一番幼い少女がウォルヒル達の接近に気づく。
「あ、誰か来た。お客かな? どう思うマーシャル?」
赤毛のマーシャルはおさげのガーウィグの視線を追う。
「あ、ほんまや。どないな奴隷を求めているんやろう?」
頬に手をやり、熱っぽい表情でガーウィグはいう。
「すごくお金持ちがあたいを買ってくれないかな~。それで毎日温かいご飯を食べさせてもらうの! 綺麗なシャツとパンツも毎日用意してもらって!」
そんな夢見る子に冷たい言葉が掛かる。
「奴隷になったら希望を持ったらダメだよ、ガーウィグ」
「えっ?」
「奴隷っていうのはただ言われたことをするだけ。希望を口にするのはダメで殴られるのが普通なんだから」
「そ、そうなの……」
マーシャルが苦い顔で、目を布で覆った少女を見る。
「こら、カンピオン。小さい子にそないなことゆうたらあかんで!」
カンピオンも仲間の言葉に素直に俯く。
「そうね。ボクみたいに目が見えない奴隷と一緒にしたらダメだよね……」
「そないな意味でいったんちゃうねん……」
マーシャルはカンピオンも慰めたかったが言葉が出てこない。確かにカンピオンの先にある未来は明るくないのだから。

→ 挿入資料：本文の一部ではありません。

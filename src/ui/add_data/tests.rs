// SPDX-License-Identifier: MPL-2.0

use super::*;
use crate::application::port::{Analytics, BoxFuture, CatalogMembers, FileUploader, PendingItem};
use crate::domain::catalog::{data_types, CatalogError, CatalogItem, DataTypeOption, AUTO_TYPE};
use crate::domain::ui::ViewState;
use futures_util::FutureExt;
use std::sync::{Arc, Mutex};

/// Records every service call; upload and load resolve immediately.
#[derive(Default)]
struct Recorder {
    uploads: Mutex<Vec<(Vec<SelectedFile>, DataTypeOption)>>,
    generic_loads: Mutex<Vec<(String, String, bool)>>,
    typed_creations: Mutex<Vec<String>>,
    loaded: Mutex<Vec<CatalogItem>>,
    events: Mutex<Vec<(String, String)>>,
    upload_result: Mutex<Option<Vec<CatalogItem>>>,
    fail_loads: bool,
}

impl Recorder {
    fn failing() -> Self {
        Self {
            fail_loads: true,
            ..Self::default()
        }
    }

    fn services(self: &Arc<Self>) -> Services {
        Services {
            uploader: self.clone(),
            members: self.clone(),
            analytics: self.clone(),
        }
    }
}

impl FileUploader for Recorder {
    fn add_user_files(
        &self,
        files: Vec<SelectedFile>,
        data_type: DataTypeOption,
    ) -> BoxFuture<'static, Result<Vec<CatalogItem>, CatalogError>> {
        let items = self.upload_result.lock().unwrap().clone().unwrap_or_else(|| {
            files
                .iter()
                .map(|f| CatalogItem::new(data_type.value).with_source(f.name.clone(), "file:///x"))
                .collect()
        });
        self.uploads.lock().unwrap().push((files, data_type));
        async move { Ok(items) }.boxed()
    }
}

impl CatalogMembers for Recorder {
    fn create_catalog_item_from_file_or_url(
        &self,
        url: &str,
        type_hint: &str,
        confirm_conversion: bool,
    ) -> PendingItem {
        self.generic_loads.lock().unwrap().push((
            url.to_string(),
            type_hint.to_string(),
            confirm_conversion,
        ));
        let item = CatalogItem::new("geojson").with_source(url, url);
        async move { Ok(item) }.boxed()
    }

    fn create_catalog_member_from_type(
        &self,
        type_value: &str,
    ) -> Result<CatalogItem, CatalogError> {
        self.typed_creations.lock().unwrap().push(type_value.to_string());
        Ok(CatalogItem::new(type_value))
    }

    fn load(&self, item: CatalogItem) -> PendingItem {
        self.loaded.lock().unwrap().push(item.clone());
        let fail = self.fail_loads;
        async move {
            if fail {
                Err(CatalogError::LoadFailed {
                    name: item.name,
                    reason: "unreachable".into(),
                })
            } else {
                Ok(item)
            }
        }
        .boxed()
    }

    fn add_user_catalog_member(
        &self,
        pending: PendingItem,
    ) -> BoxFuture<'static, Result<AddedMember, CatalogError>> {
        async move {
            Ok(match pending.await {
                Ok(item) => AddedMember::Item(item),
                Err(err) => AddedMember::Error(err),
            })
        }
        .boxed()
    }
}

impl Analytics for Recorder {
    fn log_event(&self, name: &str, payload: &str) {
        self.events
            .lock()
            .unwrap()
            .push((name.to_string(), payload.to_string()));
    }
}

fn remote_option(value: &str) -> DataTypeOption {
    data_types().find_remote(value).expect("registered remote type")
}

fn local_option(value: &str) -> DataTypeOption {
    data_types().find_local(value).expect("registered local type")
}

#[test]
fn initial_state_selects_first_options_on_local_tab() {
    let state = State::new();
    let types = data_types();

    assert_eq!(state.local_data_type, types.local[0]);
    assert_eq!(state.remote_data_type, types.remote[0]);
    assert_eq!(state.active_tab, Tab::Local);
    assert!(state.remote_url.is_empty());
}

#[test]
fn changing_tab_keeps_both_selections() {
    let recorder = Arc::new(Recorder::default());
    let services = recorder.services();
    let mut state = State::new();

    let kml = local_option("kml");
    let wms = remote_option("wms-getCapabilities");
    let _ = state.handle_message(Message::SelectLocalOption(kml), &services);
    let _ = state.handle_message(Message::ChangeTab(Tab::Web), &services);
    let _ = state.handle_message(Message::SelectRemoteOption(wms), &services);

    let (options, selected) = state.settings_section();
    assert_eq!(options, data_types().remote);
    assert_eq!(selected, wms);

    let _ = state.handle_message(Message::ChangeTab(Tab::Local), &services);
    let (options, selected) = state.settings_section();
    assert_eq!(options, data_types().local);
    assert_eq!(selected, kml);
    assert_eq!(state.remote_data_type, wms);
}

#[test]
fn remote_url_follows_input() {
    let services = Arc::new(Recorder::default()).services();
    let mut state = State::new();

    let (event, _) = state.handle_message(
        Message::RemoteUrlChanged("https://example.com/data.csv".into()),
        &services,
    );

    assert_eq!(event, Event::None);
    assert_eq!(state.remote_url, "https://example.com/data.csv");
}

#[test]
fn browse_requests_dialog_with_local_extensions() {
    let services = Arc::new(Recorder::default()).services();
    let mut state = State::new();

    let (event, _) = state.handle_message(Message::BrowseFiles, &services);

    match event {
        Event::BrowseFiles { extensions } => {
            assert!(extensions.contains(&"geojson".to_string()));
            assert!(extensions.contains(&"kmz".to_string()));
            assert!(extensions.iter().all(|ext| !ext.starts_with('.')));
        }
        other => panic!("expected BrowseFiles, got {other:?}"),
    }
}

#[test]
fn selected_files_call_upload_once_with_local_type() {
    let recorder = Arc::new(Recorder::default());
    let services = recorder.services();
    let mut state = State::new();
    let csv = local_option("csv");
    let _ = state.handle_message(Message::SelectLocalOption(csv), &services);

    let files = vec![
        SelectedFile::from_path("/data/a.csv"),
        SelectedFile::from_path("/data/b.csv"),
    ];
    let (event, _task) = state.handle_message(Message::FilesSelected(files.clone()), &services);

    assert_eq!(event, Event::None);
    let uploads = recorder.uploads.lock().unwrap();
    assert_eq!(uploads.len(), 1);
    assert_eq!(uploads[0].0, files);
    assert_eq!(uploads[0].1, csv);
}

#[test]
fn upload_result_finishes_with_first_item_only() {
    let services = Arc::new(Recorder::default()).services();
    let mut state = State::new();
    let first = CatalogItem::new("csv").with_source("a.csv", "file:///a.csv");
    let second = CatalogItem::new("csv").with_source("b.csv", "file:///b.csv");

    let (event, _) = state.handle_message(
        Message::FilesAdded(Ok(vec![first.clone(), second])),
        &services,
    );

    assert_eq!(event, Event::FileAddFinished(first));
}

#[test]
fn empty_upload_result_does_not_finish() {
    let services = Arc::new(Recorder::default()).services();
    let mut state = State::new();

    let (event, _) = state.handle_message(Message::FilesAdded(Ok(Vec::new())), &services);

    assert_eq!(event, Event::None);
}

#[test]
fn rejected_upload_reports_failure() {
    let services = Arc::new(Recorder::default()).services();
    let mut state = State::new();
    let err = CatalogError::UnsupportedFileType("notes.txt".into());

    let (event, _) = state.handle_message(Message::FilesAdded(Err(err.clone())), &services);

    assert_eq!(event, Event::AddFailed(err));
}

#[test]
fn submit_with_auto_uses_generic_loader() {
    let recorder = Arc::new(Recorder::default());
    let services = recorder.services();
    let mut state = State::new();
    let _ = state.handle_message(Message::ChangeTab(Tab::Web), &services);
    let _ = state.handle_message(
        Message::RemoteUrlChanged("https://example.com/roads.geojson".into()),
        &services,
    );

    let (event, _task) = state.handle_message(Message::SubmitUrl, &services);

    assert_eq!(event, Event::None);
    assert_eq!(
        *recorder.generic_loads.lock().unwrap(),
        vec![(
            "https://example.com/roads.geojson".to_string(),
            AUTO_TYPE.to_string(),
            CONFIRM_CONVERSION
        )]
    );
    assert!(recorder.typed_creations.lock().unwrap().is_empty());
}

#[test]
fn submit_with_explicit_type_names_member_after_url() {
    let recorder = Arc::new(Recorder::default());
    let services = recorder.services();
    let mut state = State::new();
    let url = "https://example.com/wms";
    let _ = state.handle_message(
        Message::SelectRemoteOption(remote_option("wms-getCapabilities")),
        &services,
    );
    let _ = state.handle_message(Message::RemoteUrlChanged(url.into()), &services);

    let _ = state.handle_message(Message::SubmitUrl, &services);

    assert_eq!(
        *recorder.typed_creations.lock().unwrap(),
        vec!["wms-getCapabilities".to_string()]
    );
    let loaded = recorder.loaded.lock().unwrap();
    assert_eq!(loaded.len(), 1);
    assert_eq!(loaded[0].name, url);
    assert_eq!(loaded[0].url.as_deref(), Some(url));
    assert!(recorder.generic_loads.lock().unwrap().is_empty());
}

#[test]
fn every_submission_logs_analytics_event() {
    let recorder = Arc::new(Recorder::default());
    let services = recorder.services();
    let mut state = State::new();
    let _ = state.handle_message(Message::RemoteUrlChanged("https://a".into()), &services);

    let _ = state.handle_message(Message::SubmitUrl, &services);
    let _ = state.handle_message(Message::SubmitUrl, &services);

    let events = recorder.events.lock().unwrap();
    assert_eq!(events.len(), 2);
    assert!(events
        .iter()
        .all(|(name, payload)| name == ADD_DATA_URL_EVENT && payload == "https://a"));
}

#[test]
fn error_sentinel_skips_finish() {
    let services = Arc::new(Recorder::default()).services();
    let mut state = State::new();
    let err = CatalogError::LoadFailed {
        name: "https://bad".into(),
        reason: "timeout".into(),
    };

    let (event, _) = state.handle_message(
        Message::UrlAdded(Ok(AddedMember::Error(err.clone()))),
        &services,
    );

    assert_eq!(event, Event::AddFailed(err));
}

#[test]
fn nothing_added_is_silent() {
    let services = Arc::new(Recorder::default()).services();
    let mut state = State::new();

    let (event, _) = state.handle_message(Message::UrlAdded(Ok(AddedMember::Nothing)), &services);

    assert_eq!(event, Event::None);
}

#[tokio::test]
async fn typed_submission_resolves_to_added_item() {
    let recorder = Arc::new(Recorder::default());
    let services = recorder.services();
    let url = "https://example.com/arcgis/rest/services/Roads/MapServer";

    let added = add_from_url(&services, url, remote_option("esri-mapServer"))
        .await
        .expect("add succeeds");

    let item = added.into_item().expect("item added");
    assert_eq!(item.type_value, "esri-mapServer");
    assert_eq!(item.name, url);
    assert_eq!(item.url.as_deref(), Some(url));
}

#[tokio::test]
async fn failed_load_resolves_to_error_sentinel() {
    let recorder = Arc::new(Recorder::failing());
    let services = recorder.services();

    let added = add_from_url(&services, "https://bad", remote_option("wfs-getCapabilities"))
        .await
        .expect("add future itself succeeds");

    assert!(matches!(added, AddedMember::Error(CatalogError::LoadFailed { .. })));
}

#[tokio::test]
async fn upload_then_finish_previews_first_item() {
    let recorder = Arc::new(Recorder::default());
    *recorder.upload_result.lock().unwrap() = Some(vec![
        CatalogItem::new("geojson").with_source("a.geojson", "file:///a.geojson"),
        CatalogItem::new("geojson").with_source("b.geojson", "file:///b.geojson"),
    ]);
    let services = recorder.services();
    let mut state = State::new();
    let mut view_state = ViewState::new();

    let result = upload_files(
        services.uploader.as_ref(),
        vec![SelectedFile::from_path("/data/a.geojson")],
        state.local_data_type,
    )
    .await;
    let (event, _) = state.handle_message(Message::FilesAdded(result), &services);

    let Event::FileAddFinished(item) = event else {
        panic!("expected FileAddFinished, got {event:?}");
    };
    view_state.on_file_add_finished(item);

    assert!(!view_state.my_data_is_upload_view);
    let previewed = view_state.previewed_item.expect("previewed item");
    assert_eq!(previewed.name, "a.geojson");
}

カンピオンはすでに絶望に嘆く気力すらない。口の中で事実を反芻する。
〈神佑〉がノロイで、虚弱で全盲のボクとはガーウィグは違うんだから!
カンピオンは辛い過去を一瞬回想する。カンピオンは物心ついてからいつも両親から罵られていた。
「ノロイの〈神佑〉だけでも厄介なのに目が悪くなっただと?」
「奴隷としてもクズ値にしかならないなんて酷い親不孝だわ! つくづくいらない子!」
消えない思い出にカンピオンの見えない瞳から自然と涙が流れた。